With an anticipated completion date set for summer 2019, excitement is mounting over the new multimillion-dollar, state-of-the-art home for Florida State University’s Department of Earth, Ocean and Atmospheric Science (EOAS). The state Legislature has provided more than 80 percent of the funding for the building in previous sessions, and FSU’s leadership is lobbying to receive the remainder this year, in order to stay on schedule.
The department is now spread across campus in several outdated buildings, so it’s no wonder its 43 faculty members, 30 staff members, 450 undergraduate majors, 140 graduate students, and the several thousand students taking Liberal Studies geoscience classes can’t wait to move in. FSU’s programs in environmental science, geology, meteorology and oceanography merged about eight years ago to create the current EOAS department.
The new EOAS building will contain 18 general research labs, 10 specialized research labs and 10 computer labs. There also will be equipment shops and storage space, plus a TV studio for meteorology students. In addition, there will be a lecture hall that seats 280 people, an assembly room that seats 100, and six departmental conference rooms. The space includes 120 offices for faculty, graduate students and postdoctoral researchers.
“We are at a unique time in history with respect to the need for critical geoscience information, and EOAS is well positioned to contribute highly trained geoscience graduates and research results and solutions to deal with the immense problems facing our state, nation and the world’s population,” Tull said. “The people in our department are well positioned to contribute to, if not frame and initiate, those solutions.”
“Our faculty and students concentrate their efforts on improving our understanding of how our planet works and are very excited to be given the opportunity to perform our teaching and research missions under one roof in a new, state-of-the-art science complex,” said department chair James Tull.
The university celebrated the groundbreaking in October 2016, and Tull is pleased that construction for the six-story, 130,536-square-foot-building is ahead of schedule.
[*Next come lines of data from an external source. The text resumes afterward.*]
//! Fetch client for the artworks collection endpoint
//!
//! `ArtworkSource` is the seam between the table and the network: the TUI only
//! ever sees this trait, so tests drive it with an in-memory source while the
//! binary uses `ArticClient`.

use std::time::Duration;

use log::{debug, info};
use thiserror::Error;

use crate::http::{USER_AGENT, build_agent};
use crate::models::{ApiResponse, ArtworkRecord, PageResult};

/// Default collection endpoint
pub const DEFAULT_ENDPOINT: &str = "https://api.artic.edu/api/v1/artworks";

/// Fields requested from the API (everything the table displays)
const FIELDS: &str = "id,title,artist_title,date_start,date_end";

/// Errors raised while fetching a page
#[derive(Debug, Error)]
pub enum FetchError {
    #[error("page numbers start at 1")]
    InvalidPage,

    #[error("server returned HTTP {0}")]
    Status(u16),

    #[error("request failed: {0}")]
    Transport(String),

    #[error("malformed response: {0}")]
    Decode(#[from] serde_json::Error),
}

impl From<ureq::Error> for FetchError {
    fn from(err: ureq::Error) -> Self {
        match err {
            ureq::Error::StatusCode(code) => FetchError::Status(code),
            other => FetchError::Transport(other.to_string()),
        }
    }
}

/// Trait for anything that can serve pages of artworks
pub trait ArtworkSource: Send + Sync {
    /// Name of this source, used in logs and the header bar
    fn name(&self) -> &str;

    /// Fetch a 1-based page holding at most `limit` records
    fn fetch_page(&self, page: u32, limit: u32) -> Result<PageResult, FetchError>;
}

// ============================================================================
// Art Institute of Chicago
// ============================================================================

/// HTTP client for the Art Institute of Chicago API
#[derive(Debug)]
pub struct ArticClient {
    agent: ureq::Agent,
    endpoint: String,
}

impl ArticClient {
    pub fn new(endpoint: impl Into<String>, timeout: Duration) -> Self {
        Self {
            agent: build_agent(timeout),
            endpoint: endpoint.into(),
        }
    }

    pub fn endpoint(&self) -> &str {
        &self.endpoint
    }

    /// Build the request URL for a page
    pub fn page_url(&self, page: u32, limit: u32) -> String {
        let sep = if self.endpoint.contains('?') { '&' } else { '?' };
        format!(
            "{}{}page={}&limit={}&fields={}",
            self.endpoint, sep, page, limit, FIELDS
        )
    }
}

impl ArtworkSource for ArticClient {
    fn name(&self) -> &str {
        "api.artic.edu"
    }

    fn fetch_page(&self, page: u32, limit: u32) -> Result<PageResult, FetchError> {
        if page == 0 {
            return Err(FetchError::InvalidPage);
        }

        let url = self.page_url(page, limit);
        info!("Requesting {url}");

        let mut response = self
            .agent
            .get(&url)
            .header("User-Agent", USER_AGENT)
            .header("Accept", "application/json")
            .call()?;
        let body = response.body_mut().read_to_string()?;
        debug!("Received {} bytes for page {page}", body.len());

        parse_page(&body, page)
    }
}

/// Decode an API response body into a page of records
pub fn parse_page(body: &str, requested_page: u32) -> Result<PageResult, FetchError> {
    let response: ApiResponse = serde_json::from_str(body)?;

    let page = response
        .pagination
        .current_page
        .filter(|p| *p > 0)
        .unwrap_or(requested_page);
    let records: Vec<ArtworkRecord> = response.data.into_iter().map(Into::into).collect();

    let result = PageResult::new(page, records, response.pagination.total_pages);
    Ok(match response.pagination.total {
        Some(total) => result.with_total_records(total),
        None => result,
    })
}

#[cfg(test)]
mod tests {
    use super::*;
    use std::io::{BufRead, BufReader, Write};
    use std::net::TcpListener;

    const SAMPLE: &str = r#"{
        "pagination": {
            "total": 128000,
            "limit": 3,
            "offset": 3,
            "total_pages": 42667,
            "current_page": 2
        },
        "data": [
            {"id": 4, "title": "Nocturne", "artist_title": "James McNeill Whistler", "date_start": 1875, "date_end": 1877},
            {"id": 5, "title": "Untitled", "artist_title": null, "date_start": null, "date_end": null},
            {"id": 6, "title": "The Bedroom", "artist_title": "Vincent van Gogh", "date_start": 1889, "date_end": 1889}
        ]
    }"#;

    /// Serve a single canned HTTP response on a local port
    fn serve_once(status: &str, body: &'static str) -> String {
        let listener = TcpListener::bind("127.0.0.1:0").unwrap();
        let addr = listener.local_addr().unwrap();
        let status = status.to_string();

        std::thread::spawn(move || {
            let (mut stream, _) = listener.accept().unwrap();
            let mut reader = BufReader::new(stream.try_clone().unwrap());
            let mut line = String::new();
            loop {
                line.clear();
                if reader.read_line(&mut line).unwrap() == 0 || line == "\r\n" {
                    break;
                }
            }
            let response = format!(
                "HTTP/1.1 {}\r\nContent-Type: application/json\r\nContent-Length: {}\r\nConnection: close\r\n\r\n{}",
                status,
                body.len(),
                body
            );
            stream.write_all(response.as_bytes()).unwrap();
            stream.flush().unwrap();
        });

        format!("http://{addr}/api/v1/artworks")
    }

    #[test]
    fn test_parse_page_sample() {
        let page = parse_page(SAMPLE, 2).unwrap();
        assert_eq!(page.page, 2);
        assert_eq!(page.total_pages, 42667);
        assert_eq!(page.total_records, Some(128000));
        assert_eq!(page.len(), 3);
        assert_eq!(page.records[0].artist, "James McNeill Whistler");
        assert_eq!(page.records[1].artist, "");
        assert_eq!(page.records[2].date_start, Some(1889));
    }

    #[test]
    fn test_parse_page_falls_back_to_requested_page() {
        let body = r#"{"data": [], "pagination": {"total_pages": 0}}"#;
        let page = parse_page(body, 9).unwrap();
        assert_eq!(page.page, 9);
        assert_eq!(page.total_pages, 1);
        assert!(page.is_empty());
    }

    #[test]
    fn test_parse_page_malformed() {
        let err = parse_page("<html>gateway timeout</html>", 1).unwrap_err();
        assert!(matches!(err, FetchError::Decode(_)));

        let err = parse_page(r#"{"data": []}"#, 1).unwrap_err();
        assert!(matches!(err, FetchError::Decode(_)));
    }

    #[test]
    fn test_page_url() {
        let client = ArticClient::new(DEFAULT_ENDPOINT, Duration::from_secs(1));
        assert_eq!(
            client.page_url(3, 10),
            "https://api.artic.edu/api/v1/artworks?page=3&limit=10&fields=id,title,artist_title,date_start,date_end"
        );

        let client = ArticClient::new("http://localhost/artworks?q=cat", Duration::from_secs(1));
        assert!(client.page_url(1, 5).starts_with("http://localhost/artworks?q=cat&page=1"));
    }

    #[test]
    fn test_fetch_page_zero_rejected() {
        let client = ArticClient::new(DEFAULT_ENDPOINT, Duration::from_secs(1));
        assert!(matches!(
            client.fetch_page(0, 10),
            Err(FetchError::InvalidPage)
        ));
    }

    #[test]
    fn test_fetch_page_over_http() {
        let endpoint = serve_once("200 OK", SAMPLE);
        let client = ArticClient::new(endpoint, Duration::from_secs(5));

        let page = client.fetch_page(2, 3).unwrap();
        assert_eq!(page.page, 2);
        assert!(page.len() <= 3);
        assert!(page.total_pages >= 1);
    }

    #[test]
    fn test_fetch_page_http_error_status() {
        let endpoint = serve_once("500 Internal Server Error", "{}");
        let client = ArticClient::new(endpoint, Duration::from_secs(5));

        let err = client.fetch_page(1, 10).unwrap_err();
        assert!(matches!(err, FetchError::Status(500)));
    }
}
The building will be located at the southwest corner of West Tennessee Street and Woodward Avenue and will serve as an imposing new landmark at the university’s north gate.
Among the issues faculty and students are addressing: the quality and quantity of water, food, and air available to us; the need for a variety of energy and other earth resources; global climate and sea-level change; sources of industrial raw materials; understanding of and better reacting to natural hazards such as hurricanes and other severe storms, earthquakes, volcanoes, landslides, tsunamis; and gaseous, liquid, and solid waste management.
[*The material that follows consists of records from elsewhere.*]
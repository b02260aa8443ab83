//! Data models for artworks and fetched pages

use serde::{Deserialize, Serialize};

/// Unique identifier of an artwork in the collection
pub type ArtworkId = u64;

/// A single artwork row as displayed in the table
#[derive(Debug, Clone, PartialEq, Eq, Serialize, Deserialize)]
pub struct ArtworkRecord {
    pub id: ArtworkId,
    pub title: String,
    pub artist: String,
    pub date_start: Option<i32>,
    pub date_end: Option<i32>,
}

impl ArtworkRecord {
    pub fn new(id: ArtworkId, title: impl Into<String>) -> Self {
        Self {
            id,
            title: title.into(),
            artist: String::new(),
            date_start: None,
            date_end: None,
        }
    }

    pub fn with_artist(mut self, artist: impl Into<String>) -> Self {
        self.artist = artist.into();
        self
    }

    pub fn with_dates(mut self, start: Option<i32>, end: Option<i32>) -> Self {
        self.date_start = start;
        self.date_end = end;
        self
    }
}

/// One server-side page of artworks
///
/// A new `PageResult` replaces the previous one entirely; pages are never merged.
#[derive(Debug, Clone, PartialEq, Eq, Serialize, Deserialize)]
pub struct PageResult {
    /// 1-based page number these records belong to
    pub page: u32,
    pub records: Vec<ArtworkRecord>,
    /// Total number of pages in the collection (always >= 1)
    pub total_pages: u32,
    /// Total number of records, when the API reports it
    #[serde(skip_serializing_if = "Option::is_none")]
    pub total_records: Option<u64>,
}

impl PageResult {
    pub fn new(page: u32, records: Vec<ArtworkRecord>, total_pages: u32) -> Self {
        Self {
            page,
            records,
            total_pages: total_pages.max(1),
            total_records: None,
        }
    }

    pub fn with_total_records(mut self, total: u64) -> Self {
        self.total_records = Some(total);
        self
    }

    pub fn len(&self) -> usize {
        self.records.len()
    }

    pub fn is_empty(&self) -> bool {
        self.records.is_empty()
    }
}

// ============================================================================
// Wire format
// ============================================================================

/// Raw response body of `GET /artworks`
#[derive(Debug, Deserialize)]
pub(crate) struct ApiResponse {
    #[serde(default)]
    pub data: Vec<ApiArtwork>,
    pub pagination: ApiPagination,
}

#[derive(Debug, Deserialize)]
pub(crate) struct ApiArtwork {
    pub id: ArtworkId,
    #[serde(default)]
    pub title: Option<String>,
    #[serde(default)]
    pub artist_title: Option<String>,
    #[serde(default)]
    pub date_start: Option<i32>,
    #[serde(default)]
    pub date_end: Option<i32>,
}

#[derive(Debug, Deserialize)]
pub(crate) struct ApiPagination {
    #[serde(default)]
    pub current_page: Option<u32>,
    pub total_pages: u32,
    #[serde(default)]
    pub total: Option<u64>,
}

impl From<ApiArtwork> for ArtworkRecord {
    fn from(raw: ApiArtwork) -> Self {
        Self {
            id: raw.id,
            title: raw.title.unwrap_or_default(),
            artist: raw.artist_title.unwrap_or_default(),
            date_start: raw.date_start,
            date_end: raw.date_end,
        }
    }
}

#[cfg(test)]
mod tests {
    use super::*;

    #[test]
    fn test_page_result_total_pages_at_least_one() {
        let page = PageResult::new(1, Vec::new(), 0);
        assert_eq!(page.total_pages, 1);
        assert!(page.is_empty());
    }

    #[test]
    fn test_null_title_and_artist_become_empty() {
        let raw: ApiArtwork = serde_json::from_str(
            r#"{"id": 7, "title": null, "artist_title": null, "date_start": null, "date_end": 1900}"#,
        )
        .unwrap();
        let record = ArtworkRecord::from(raw);
        assert_eq!(record.id, 7);
        assert!(record.title.is_empty());
        assert!(record.artist.is_empty());
        assert_eq!(record.date_start, None);
        assert_eq!(record.date_end, Some(1900));
    }
}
Over the five-year period ending in summer 2017, the EOAS department produced 761 STEM graduates, and its faculty generated more than $64 million in external research funding. Tull predicts that the new building will allow faculty even more opportunities to enhance multidisciplinary research opportunities and will significantly increase the department’s ability to attract external research funding.
In addition to legislative and university funds earmarked for the new building, Jack Winchester, EOAS professor emeritus, has committed more than $600,000 to graduate student research, conference travel and other department initiatives that would not have been possible without his philanthropic investments.
“We are honored that one of our own former faculty members feels so strongly about the future of our department that he has become one of our more generous benefactors,” Tull said.
Also cause for celebration are two recent gifts of equipment made to the department by prominent scientists: a Smartflower solar panel disk and a real-time seismometer that will be part of the Global Seismographic Network.
Winchester, a longtime proponent of renewable energy and conservation, purchased the SmartFlower. The system, which will be displayed prominently on the first floor roof of the large classroom extending outward from the south side of the new building, is a collapsible disk of solar panels that move along with the sun so as to grant the maximum amount of access to sunshine. Fully opened, the “flower” is almost 16 feet tall and 16 feet in diameter, and needs an 8-foot clearance on all sides. It weighs 1,600 pounds and delivers, on an average, approximately 4,000 kilowatt hours of electricity per year — that’s about the amount of annual energy consumed by an average-sized house, or enough to power two electric cars.
Robert Hutt, who recently retired from the U.S. Geological Survey’s Albuquerque, New Mexico, Seismological Laboratory and has recently relocated to Tallahassee, has donated a state-of-the-art digital seismometer to the EOAS program. Tull said the seismometer will be installed in a 100-foot borehole drilled into the limestone bedrock beside the southeast entrance of the new building. This seismic station, which will be part of the Global Seismographic Network (only the second in Florida), will be able to detect earthquake waves from all over the world.
Both the SmartFlower and seismic station will provide a solid basis for the public outreach efforts planned for the new building in the fields of environmental science, geology, meteorology and oceanography.
“Since the merger that created the department, EOAS has been expanding its reach across the earth sciences,” said Sam Huckaba, dean of the College of Arts and Sciences. “The degree programs are thriving and the faculty have been tremendously productive. The future building, though, will energize the department in ways not yet seen, allowing it to reach new levels of excellence. There is a decisive level of excitement in the air as this building project moves toward completion.”